A Polícia Civil (PC) investiga as circunstâncias envolvendo dois corpos encontrados em Araxá/MG, em dias seguidos, nesta semana. Segundo o delegado Jéferson Leal, responsável pelas investigações, até o momento não há informações ou indícios que apontem para homicídio, nem ligação entre os casos. Mesmo assim, dois inquéritos policiais foram instaurados para apurar os fatos, e a PC aguarda o resultado das diligências e dos laudos complementares para determinar exatamente o que ocorreu.
O primeiro corpo foi encontrado na manhã da última segunda-feira, 29 de junho, no Lago Norte do Barreiro, em Araxá. Conforme divulgado anteriormente pela TV KZ, a vítima foi identificada como Felipe Augusto da Silva Coelho, de 23 anos. Ele era natural de Araxá e residia no município.
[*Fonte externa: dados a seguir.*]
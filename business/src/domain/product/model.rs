use serde::{Deserialize, Serialize};

use super::errors::ProductError;
use crate::domain::shared::value_objects::ProductId;

#[derive(Debug, Clone, PartialEq, Serialize, Deserialize)]
#[serde(rename_all = "camelCase")]
pub struct Product {
    pub id: ProductId,
    pub name: String,
    pub description: String,
    pub category: String,
    pub price: f64,
    pub image_url: String,
    pub in_stock: bool,
    pub rating: f32,
}

pub struct NewProductProps {
    pub id: ProductId,
    pub name: String,
    pub description: String,
    pub category: String,
    pub price: f64,
    pub image_url: String,
    pub in_stock: bool,
    pub rating: f32,
}

impl Product {
    pub fn new(props: NewProductProps) -> Result<Self, ProductError> {
        if props.name.trim().is_empty() {
            return Err(ProductError::NameEmpty);
        }

        if !props.price.is_finite() || props.price < 0.0 {
            return Err(ProductError::InvalidPrice);
        }

        Ok(Self {
            id: props.id,
            name: props.name,
            description: props.description,
            category: props.category,
            price: props.price,
            image_url: props.image_url,
            in_stock: props.in_stock,
            rating: props.rating,
        })
    }

    /// Case-insensitive equality on the whole category, not a substring match.
    pub fn matches_category(&self, category: &str) -> bool {
        self.category.to_lowercase() == category.to_lowercase()
    }

    /// Case-insensitive substring match against name or description.
    /// An empty query matches every product.
    pub fn matches_query(&self, query: &str) -> bool {
        let query = query.to_lowercase();
        self.name.to_lowercase().contains(&query)
            || self.description.to_lowercase().contains(&query)
    }
}

/// Result envelope for a product listing.
///
/// Paging fields are placeholders: every listing is a single page.
#[derive(Debug, Clone, PartialEq, Serialize, Deserialize)]
#[serde(rename_all = "camelCase")]
pub struct ProductList {
    pub products: Vec<Product>,
    pub total: usize,
    pub current_page: u32,
    pub total_pages: u32,
}

impl ProductList {
    pub fn single_page(products: Vec<Product>) -> Self {
        Self {
            total: products.len(),
            products,
            current_page: 1,
            total_pages: 1,
        }
    }
}

#[cfg(test)]
mod tests {
    use super::*;

    fn props(name: &str, price: f64) -> NewProductProps {
        NewProductProps {
            id: ProductId::new("1"),
            name: name.to_string(),
            description: "El último smartphone de Apple con chip A17 Pro".to_string(),
            category: "Electrónicos".to_string(),
            price,
            image_url: "https://example.com/phone.png".to_string(),
            in_stock: true,
            rating: 4.8,
        }
    }

    #[test]
    fn should_create_product_with_valid_props() {
        let product = Product::new(props("iPhone 15 Pro", 999.99)).unwrap();

        assert_eq!(product.id, ProductId::new("1"));
        assert_eq!(product.name, "iPhone 15 Pro");
        assert_eq!(product.price, 999.99);
    }

    #[test]
    fn should_reject_blank_name() {
        let result = Product::new(props("   ", 10.0));
        assert!(matches!(result.unwrap_err(), ProductError::NameEmpty));
    }

    #[test]
    fn should_reject_negative_price() {
        let result = Product::new(props("iPad Air", -1.0));
        assert!(matches!(result.unwrap_err(), ProductError::InvalidPrice));
    }

    #[test]
    fn should_reject_nan_price() {
        let result = Product::new(props("iPad Air", f64::NAN));
        assert!(matches!(result.unwrap_err(), ProductError::InvalidPrice));
    }

    #[test]
    fn should_accept_free_product() {
        assert!(Product::new(props("Sticker", 0.0)).is_ok());
    }

    #[test]
    fn should_match_category_ignoring_case() {
        let product = Product::new(props("iPhone 15 Pro", 999.99)).unwrap();

        assert!(product.matches_category("electrónicos"));
        assert!(product.matches_category("ELECTRÓNICOS"));
        assert!(!product.matches_category("electr"));
        assert!(!product.matches_category(""));
    }

    #[test]
    fn should_match_query_in_name_or_description() {
        let product = Product::new(props("iPhone 15 Pro", 999.99)).unwrap();

        assert!(product.matches_query("PRO"));
        assert!(product.matches_query("smartphone"));
        assert!(product.matches_query(""));
        assert!(!product.matches_query("tablet"));
    }

    #[test]
    fn should_build_single_page_envelope() {
        let product = Product::new(props("iPhone 15 Pro", 999.99)).unwrap();
        let list = ProductList::single_page(vec![product.clone(), product]);

        assert_eq!(list.total, 2);
        assert_eq!(list.current_page, 1);
        assert_eq!(list.total_pages, 1);
        assert_eq!(list.products.len(), 2);
    }

    #[test]
    fn should_build_empty_envelope() {
        let list = ProductList::single_page(Vec::new());

        assert_eq!(list.total, 0);
        assert_eq!(list.total_pages, 1);
        assert!(list.products.is_empty());
    }

    mod proptest_tests {
        use super::*;
        use proptest::prelude::*;

        proptest! {
            #[test]
            fn query_match_ignores_ascii_case(query in "[a-zA-Z0-9 ]{0,8}") {
                let product = Product::new(props("iPhone 15 Pro", 999.99)).unwrap();

                prop_assert_eq!(
                    product.matches_query(&query.to_uppercase()),
                    product.matches_query(&query.to_lowercase())
                );
            }

            #[test]
            fn substring_of_name_always_matches(start in 0usize..13, len in 0usize..13) {
                let product = Product::new(props("iPhone 15 Pro", 999.99)).unwrap();
                let end = (start + len).min(product.name.len());
                let needle = &product.name[start.min(end)..end];

                prop_assert!(product.matches_query(needle));
            }

            #[test]
            fn category_match_requires_whole_value(category in "[a-z]{1,8}") {
                let product = Product::new(props("iPhone 15 Pro", 999.99)).unwrap();

                prop_assert_eq!(
                    product.matches_category(&category),
                    category == "electrónicos"
                );
            }
        }
    }
}
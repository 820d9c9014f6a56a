use async_trait::async_trait;

use crate::domain::product::errors::ProductError;
use crate::domain::product::model::Product;

#[derive(Debug, Clone)]
pub struct SearchProductsParams {
    pub query: String,
}

#[async_trait]
pub trait SearchProductsUseCase: Send + Sync {
    async fn execute(&self, params: SearchProductsParams) -> Result<Vec<Product>, ProductError>;
}
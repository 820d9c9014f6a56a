use async_trait::async_trait;

use crate::domain::errors::RepositoryError;

use super::model::User;

#[async_trait]
pub trait UserRepository: Send + Sync {
    async fn get_name(&self) -> Result<String, RepositoryError>;
    async fn get_age(&self) -> Result<u32, RepositoryError>;
    async fn get_user(&self) -> Result<User, RepositoryError>;
}
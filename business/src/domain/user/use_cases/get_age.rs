use async_trait::async_trait;

use crate::domain::user::errors::UserError;

#[async_trait]
pub trait GetAgeUseCase: Send + Sync {
    async fn execute(&self) -> Result<u32, UserError>;
}
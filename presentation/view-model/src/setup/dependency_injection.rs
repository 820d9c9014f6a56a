use std::sync::Arc;

use logger::TracingLogger;
use persistence::catalog::CatalogStore;
use persistence::product::repository::ProductRepositoryInMemory;
use persistence::user::repository::UserRepositoryStatic;

use business::application::product::get_all::GetProductsUseCaseImpl;
use business::application::product::get_by_category::GetProductsByCategoryUseCaseImpl;
use business::application::product::get_detail::GetProductDetailUseCaseImpl;
use business::application::product::search::SearchProductsUseCaseImpl;
use business::application::user::get_age::GetAgeUseCaseImpl;
use business::application::user::get_user::GetUserUseCaseImpl;
use business::domain::logger::Logger;
use business::domain::product::repository::ProductRepository;
use business::domain::user::repository::UserRepository;

use crate::config::app_config::AppConfig;
use crate::config::latency_config::LatencyConfig;
use crate::viewmodels::product::{ProductUseCases, ProductViewModel};
use crate::viewmodels::user::UserViewModel;

pub struct DependencyContainer {
    pub product_view_model: ProductViewModel,
    pub user_view_model: UserViewModel,
}

impl DependencyContainer {
    pub fn new(config: &AppConfig) -> anyhow::Result<Self> {
        let store = Arc::new(CatalogStore::seeded()?);

        Ok(Self::with_adapters(
            Arc::new(ProductRepositoryInMemory::new(store)),
            Arc::new(UserRepositoryStatic::default()),
            Arc::new(TracingLogger),
            config.latency,
        ))
    }

    /// Wires the view-models over explicit adapters, e.g. a different store.
    pub fn with_adapters(
        product_repository: Arc<dyn ProductRepository>,
        user_repository: Arc<dyn UserRepository>,
        logger: Arc<dyn Logger>,
        latency: LatencyConfig,
    ) -> Self {
        // Product use cases
        let product_use_cases = ProductUseCases {
            get_products: Arc::new(GetProductsUseCaseImpl {
                repository: product_repository.clone(),
                logger: logger.clone(),
            }),
            get_detail: Arc::new(GetProductDetailUseCaseImpl {
                repository: product_repository.clone(),
                logger: logger.clone(),
            }),
            search: Arc::new(SearchProductsUseCaseImpl {
                repository: product_repository.clone(),
                logger: logger.clone(),
            }),
            get_by_category: Arc::new(GetProductsByCategoryUseCaseImpl {
                repository: product_repository,
                logger: logger.clone(),
            }),
        };

        // User use cases
        let get_user_use_case = Arc::new(GetUserUseCaseImpl {
            repository: user_repository.clone(),
            logger: logger.clone(),
        });
        let get_age_use_case = Arc::new(GetAgeUseCaseImpl {
            repository: user_repository,
            logger: logger.clone(),
        });

        Self {
            product_view_model: ProductViewModel::new(product_use_cases, logger.clone(), latency),
            user_view_model: UserViewModel::new(get_user_use_case, get_age_use_case, logger),
        }
    }
}
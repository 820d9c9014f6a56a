/// Repository errors for domain layer.
/// Use code-style identifiers for all error variants for i18n compatibility.
///
/// The in-memory adapters never produce these; they exist for backends that
/// can fail (remote catalog, corrupted snapshot).
#[derive(Debug, Clone, PartialEq, thiserror::Error)]
pub enum RepositoryError {
    #[error("repository.unavailable")]
    Unavailable,
    #[error("repository.corrupted")]
    Corrupted,
}
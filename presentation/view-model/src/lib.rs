pub mod config {
    pub mod app_config;
    pub mod latency_config;
}
pub mod setup {
    pub mod dependency_injection;
}
pub mod viewmodels {
    pub mod errors;
    pub mod product;
    pub mod user;
}
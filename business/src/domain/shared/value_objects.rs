use serde::{Deserialize, Serialize};

/// Identifier of a catalog product.
/// Compared exactly (case-sensitive), never normalised.
#[derive(Debug, Clone, PartialEq, Eq, Hash, Serialize, Deserialize)]
#[serde(transparent)]
pub struct ProductId(String);

impl ProductId {
    pub fn new(id: impl Into<String>) -> Self {
        Self(id.into())
    }

    pub fn as_str(&self) -> &str {
        &self.0
    }
}

impl std::fmt::Display for ProductId {
    fn fmt(&self, f: &mut std::fmt::Formatter<'_>) -> std::fmt::Result {
        write!(f, "{}", self.0)
    }
}

impl From<String> for ProductId {
    fn from(s: String) -> Self {
        Self(s)
    }
}

impl From<&str> for ProductId {
    fn from(s: &str) -> Self {
        Self(s.to_string())
    }
}
use async_trait::async_trait;

use crate::domain::product::errors::ProductError;
use crate::domain::product::model::ProductList;

#[async_trait]
pub trait GetProductsUseCase: Send + Sync {
    async fn execute(&self) -> Result<ProductList, ProductError>;
}
use std::env;
use std::time::Duration;

const DEFAULT_LIST_DELAY_MS: u64 = 1000;
const DEFAULT_DETAIL_DELAY_MS: u64 = 500;
const DEFAULT_SEARCH_DELAY_MS: u64 = 300;

/// Simulated network latency applied by the view-models before each
/// use-case call.
#[derive(Debug, Clone, Copy, PartialEq, Eq)]
pub struct LatencyConfig {
    pub list: Duration,
    pub detail: Duration,
    pub search: Duration,
}

impl Default for LatencyConfig {
    fn default() -> Self {
        Self {
            list: Duration::from_millis(DEFAULT_LIST_DELAY_MS),
            detail: Duration::from_millis(DEFAULT_DETAIL_DELAY_MS),
            search: Duration::from_millis(DEFAULT_SEARCH_DELAY_MS),
        }
    }
}

impl LatencyConfig {
    /// No simulated latency at all.
    pub fn none() -> Self {
        Self {
            list: Duration::ZERO,
            detail: Duration::ZERO,
            search: Duration::ZERO,
        }
    }

    /// Load latency configuration from environment variables
    ///
    /// Environment variables:
    /// - CATALOG_LIST_DELAY_MS: delay before listing (default: 1000)
    /// - CATALOG_DETAIL_DELAY_MS: delay before a detail lookup (default: 500)
    /// - CATALOG_SEARCH_DELAY_MS: delay before a search or category filter (default: 300)
    pub fn from_env() -> Self {
        let defaults = Self::default();
        Self {
            list: parse_millis(env::var("CATALOG_LIST_DELAY_MS").ok(), defaults.list),
            detail: parse_millis(env::var("CATALOG_DETAIL_DELAY_MS").ok(), defaults.detail),
            search: parse_millis(env::var("CATALOG_SEARCH_DELAY_MS").ok(), defaults.search),
        }
    }
}

fn parse_millis(raw: Option<String>, default: Duration) -> Duration {
    raw.and_then(|value| value.trim().parse::<u64>().ok())
        .map(Duration::from_millis)
        .unwrap_or(default)
}
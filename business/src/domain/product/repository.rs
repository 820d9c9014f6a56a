use async_trait::async_trait;

use crate::domain::errors::RepositoryError;
use crate::domain::shared::value_objects::ProductId;

use super::model::{Product, ProductList};

/// Read-only query port over the product catalog.
///
/// Absence is `Ok(None)`, never an error. `Err` is reserved for backends
/// that can actually fail.
#[async_trait]
pub trait ProductRepository: Send + Sync {
    async fn list_all(&self) -> Result<Vec<Product>, RepositoryError>;
    async fn get_by_id(&self, id: &ProductId) -> Result<Option<Product>, RepositoryError>;
    async fn list_by_category(&self, category: &str) -> Result<Vec<Product>, RepositoryError>;
    async fn search(&self, query: &str) -> Result<Vec<Product>, RepositoryError>;
    async fn list_paged(&self) -> Result<ProductList, RepositoryError>;
}
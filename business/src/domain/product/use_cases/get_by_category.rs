use async_trait::async_trait;

use crate::domain::product::errors::ProductError;
use crate::domain::product::model::Product;

#[derive(Debug, Clone)]
pub struct GetProductsByCategoryParams {
    pub category: String,
}

#[async_trait]
pub trait GetProductsByCategoryUseCase: Send + Sync {
    async fn execute(
        &self,
        params: GetProductsByCategoryParams,
    ) -> Result<Vec<Product>, ProductError>;
}
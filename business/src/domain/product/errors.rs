#[derive(Debug, thiserror::Error)]
pub enum ProductError {
    #[error("product.name_empty")]
    NameEmpty,
    #[error("product.invalid_price")]
    InvalidPrice,
    #[error("repository.failure")]
    Repository(#[from] crate::domain::errors::RepositoryError),
}
use serde::{Serialize, Serializer};

/// Failures surfaced to the view layer. The display text is the fixed
/// message shown to the user; the underlying cause is only logged.
#[derive(Debug, Clone, Copy, PartialEq, Eq, thiserror::Error)]
pub enum ProductViewError {
    #[error("Error al cargar los productos")]
    LoadFailed,
    #[error("Producto no encontrado")]
    NotFound,
    #[error("Error al cargar el detalle del producto")]
    DetailFailed,
    #[error("Error en la búsqueda")]
    SearchFailed,
    #[error("Error al filtrar por categoría")]
    CategoryFailed,
}

impl Serialize for ProductViewError {
    fn serialize<S: Serializer>(&self, serializer: S) -> Result<S::Ok, S::Error> {
        serializer.collect_str(self)
    }
}
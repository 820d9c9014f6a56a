use dotenvy::dotenv;
use serde::Serialize;
use tracing::info;

use view_model::config::app_config::AppConfig;
use view_model::setup::dependency_injection::DependencyContainer;

/// Catalog demo entry point
///
/// Stands in for the view layer: wires the view-models, drives them through
/// a scripted session and logs every resulting state as JSON.
#[tokio::main]
async fn main() -> anyhow::Result<()> {
    // 1. Initialize tracing with RUST_LOG env filter
    let env_filter = tracing_subscriber::EnvFilter::try_from_default_env()
        .unwrap_or_else(|_| tracing_subscriber::EnvFilter::new("info"));
    tracing_subscriber::fmt().with_env_filter(env_filter).init();

    // 2. Load environment variables
    dotenv().ok();

    // 3. Load configuration
    let config = AppConfig::from_env();
    info!(latency = ?config.latency, "Starting catalog demo");

    // 4. Wire dependencies
    let container = DependencyContainer::new(&config)?;
    let products = &container.product_view_model;
    let user = &container.user_view_model;

    // 5. Follow loading transitions the way a bound view would
    let mut updates = products.subscribe();
    let watcher = tokio::spawn(async move {
        while updates.changed().await.is_ok() {
            let loading = updates.borrow_and_update().is_loading;
            tracing::debug!(loading, "Product state changed");
        }
    });

    // 6. Scripted session
    user.refresh().await;
    render("user", &user.state())?;

    products.load_list().await;
    render("list", &products.state())?;

    products.search("pro").await;
    render("search 'pro'", &products.state())?;

    products.search("").await;
    render("search ''", &products.state())?;

    products.filter_by_category("electrónicos").await;
    render("category 'electrónicos'", &products.state())?;

    products.load_detail("2").await;
    render("detail '2'", &products.state())?;

    products.load_detail("99").await;
    render("detail '99'", &products.state())?;

    products.clear_selection();
    render("cleared", &products.state())?;

    drop(container);
    watcher.await?;

    Ok(())
}

fn render(label: &str, state: &impl Serialize) -> anyhow::Result<()> {
    let json = serde_json::to_string_pretty(state)?;
    info!("{}:\n{}", label, json);
    Ok(())
}
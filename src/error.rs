//! Error taxonomy for hook ingestion, hook lifecycle and polling.
//!
//! Every error is scoped to a single inbound request or a single Watch; none of
//! them is fatal to the process. [`HookError::status_code`] maps an error to the
//! HTTP status reported to a webhook sender, and [`HookError::is_retryable`]
//! tells lifecycle/polling callers whether the next reconciliation tick may
//! try again.

use rocket::http::Status;
use thiserror::Error;

use crate::provider::ProviderKind;

/// Errors raised by a [`crate::store::Store`] implementation.
#[derive(Debug, Clone, PartialEq, Eq, Error)]
pub enum StoreError {
    #[error("{kind} {key} not found")]
    NotFound { kind: &'static str, key: String },

    #[error("{kind} {key} already exists")]
    AlreadyExists { kind: &'static str, key: String },

    /// The caller's copy is stale: `resource_version` no longer matches.
    #[error("{kind} {key} was modified concurrently")]
    Conflict { kind: &'static str, key: String },

    #[error("store unavailable: {0}")]
    Unavailable(String),
}

pub type StoreResult<T> = Result<T, StoreError>;

/// Why a change event did not produce a trigger.
#[derive(Debug, Clone, PartialEq, Eq, Error)]
pub enum Rejection {
    #[error("trigger for event '{0}' is disabled")]
    EventDisabled(&'static str),

    #[error("tag '{0}' did not match the include pattern")]
    TagNotIncluded(String),

    #[error("tag '{0}' matched the exclude pattern")]
    TagExcluded(String),

    #[error("webhook receiver is disabled")]
    ReceiverDisabled,

    /// The host sent an event or action this system does not turn into triggers.
    #[error("{0} omitted")]
    Omitted(String),
}

#[derive(Debug, Error)]
pub enum HookError {
    /// The payload could not be attributed to the claimed host.
    #[error("invalid signature: {message}")]
    Authentication {
        provider: ProviderKind,
        message: String,
    },

    #[error(transparent)]
    Rejected(#[from] Rejection),

    #[error("undecodable payload: {0}")]
    Decode(String),

    #[error("remote API responded {status}: {body}")]
    RemoteApi { status: u16, body: String },

    #[error("remote host unavailable: {0}")]
    RemoteUnavailable(String),

    #[error("credential refresh failed: {0}")]
    CredentialRefresh(String),

    #[error("configuration error: {0}")]
    Config(String),

    #[error("no hook client for provider '{0}'")]
    UnknownProvider(String),

    #[error("watch '{0}' not found")]
    WatchNotFound(String),

    #[error(transparent)]
    Store(#[from] StoreError),
}

impl HookError {
    pub fn decode(err: impl std::fmt::Display) -> Self {
        HookError::Decode(err.to_string())
    }

    pub fn omitted(what: impl Into<String>) -> Self {
        HookError::Rejected(Rejection::Omitted(what.into()))
    }

    /// HTTP status reported to the inbound webhook sender.
    pub fn status_code(&self) -> Status {
        match self {
            // Bitbucket Server senders expect 422 on a bad signature.
            HookError::Authentication {
                provider: ProviderKind::BitbucketServer,
                ..
            } => Status::UnprocessableEntity,
            HookError::Authentication { .. } => Status::Unauthorized,
            HookError::Rejected(Rejection::ReceiverDisabled) => Status::UnprocessableEntity,
            HookError::Rejected(_) => Status::new(451),
            HookError::Decode(_) => Status::BadRequest,
            HookError::UnknownProvider(_) | HookError::WatchNotFound(_) => Status::NotFound,
            HookError::Store(StoreError::NotFound { .. }) => Status::NotFound,
            HookError::RemoteApi { .. }
            | HookError::RemoteUnavailable(_)
            | HookError::CredentialRefresh(_) => Status::BadGateway,
            HookError::Config(_) | HookError::Store(_) => Status::InternalServerError,
        }
    }

    /// Whether re-invoking the failed lifecycle or polling operation later may succeed.
    pub fn is_retryable(&self) -> bool {
        matches!(
            self,
            HookError::RemoteApi { .. }
                | HookError::RemoteUnavailable(_)
                | HookError::CredentialRefresh(_)
                | HookError::Store(StoreError::Conflict { .. })
                | HookError::Store(StoreError::Unavailable(_))
        )
    }
}

#[cfg(test)]
mod tests {
    use super::*;

    #[test]
    fn signature_failures_map_per_host() {
        let server = HookError::Authentication {
            provider: ProviderKind::BitbucketServer,
            message: "bad".into(),
        };
        let github = HookError::Authentication {
            provider: ProviderKind::GitHub,
            message: "bad".into(),
        };
        assert_eq!(server.status_code(), Status::UnprocessableEntity);
        assert_eq!(github.status_code(), Status::Unauthorized);
    }

    #[test]
    fn policy_rejections_are_451_except_disabled_receiver() {
        let disabled = HookError::from(Rejection::EventDisabled("push"));
        assert_eq!(disabled.status_code().code, 451);
        let receiver = HookError::from(Rejection::ReceiverDisabled);
        assert_eq!(receiver.status_code(), Status::UnprocessableEntity);
        assert!(!disabled.is_retryable());
    }

    #[test]
    fn only_remote_failures_are_retryable() {
        assert!(HookError::RemoteApi { status: 502, body: String::new() }.is_retryable());
        assert!(HookError::RemoteUnavailable("timeout".into()).is_retryable());
        assert!(HookError::CredentialRefresh("denied".into()).is_retryable());
        assert!(!HookError::Decode("eof".into()).is_retryable());
        assert!(!HookError::Config("bad regex".into()).is_retryable());
    }
}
De acordo com a Polícia Civil, a perícia técnica e investigadores da Delegacia de Homicídios estiveram no local. O corpo foi removido da lagoa pelo Corpo de Bombeiros Militar (CBMMG), com acompanhamento da Polícia Militar (PM), e encaminhado ao Instituto Médico Legal (IML) da Polícia Civil.
Ainda segundo a PC, a necropsia foi realizada pela médica-legista, mas nenhuma lesão foi encontrada no corpo. Por isso, materiais foram colhidos e enviados ao Instituto Médico da Polícia Civil, em Belo Horizonte/MG, para exames complementares. A análise deve verificar se houve uso de drogas ou álcool e também ajudar a definir se a morte ocorreu por afogamento, envenenamento ou outra causa.
O segundo caso foi registrado na última terça-feira, 30 de junho, quando outro corpo foi encontrado no Córrego Grande, nos fundos de um imóvel na Rua Funcionário José Guerra, no bairro Francisco Duarte, em Araxá. Conforme também divulgado pela TV KZ, a vítima foi identificada como João de Jesus Ferreira, de 50 anos. Ele era natural de Riacho de Santana/BA e residia em Araxá.
A perícia técnica e investigadores da Delegacia de Homicídios também estiveram no local. O corpo foi retirado do córrego pelo Corpo de Bombeiros, com acompanhamento da Polícia Militar, e encaminhado ao IML da Polícia Civil.
A necropsia também não apontou lesões no corpo, assim como no primeiro caso. Materiais foram enviados para análise em Belo Horizonte/MG, com o objetivo de identificar se houve uso de drogas, álcool ou se a morte ocorreu por afogamento, envenenamento ou outra causa.
Ainda conforme a Polícia Civil, João fazia uso constante de bebida alcoólica. As investigações seguem para apurar se esse fator pode ter contribuído para o óbito.
Os dois inquéritos seguem em andamento, e a conclusão depende dos resultados das diligências e dos laudos complementares.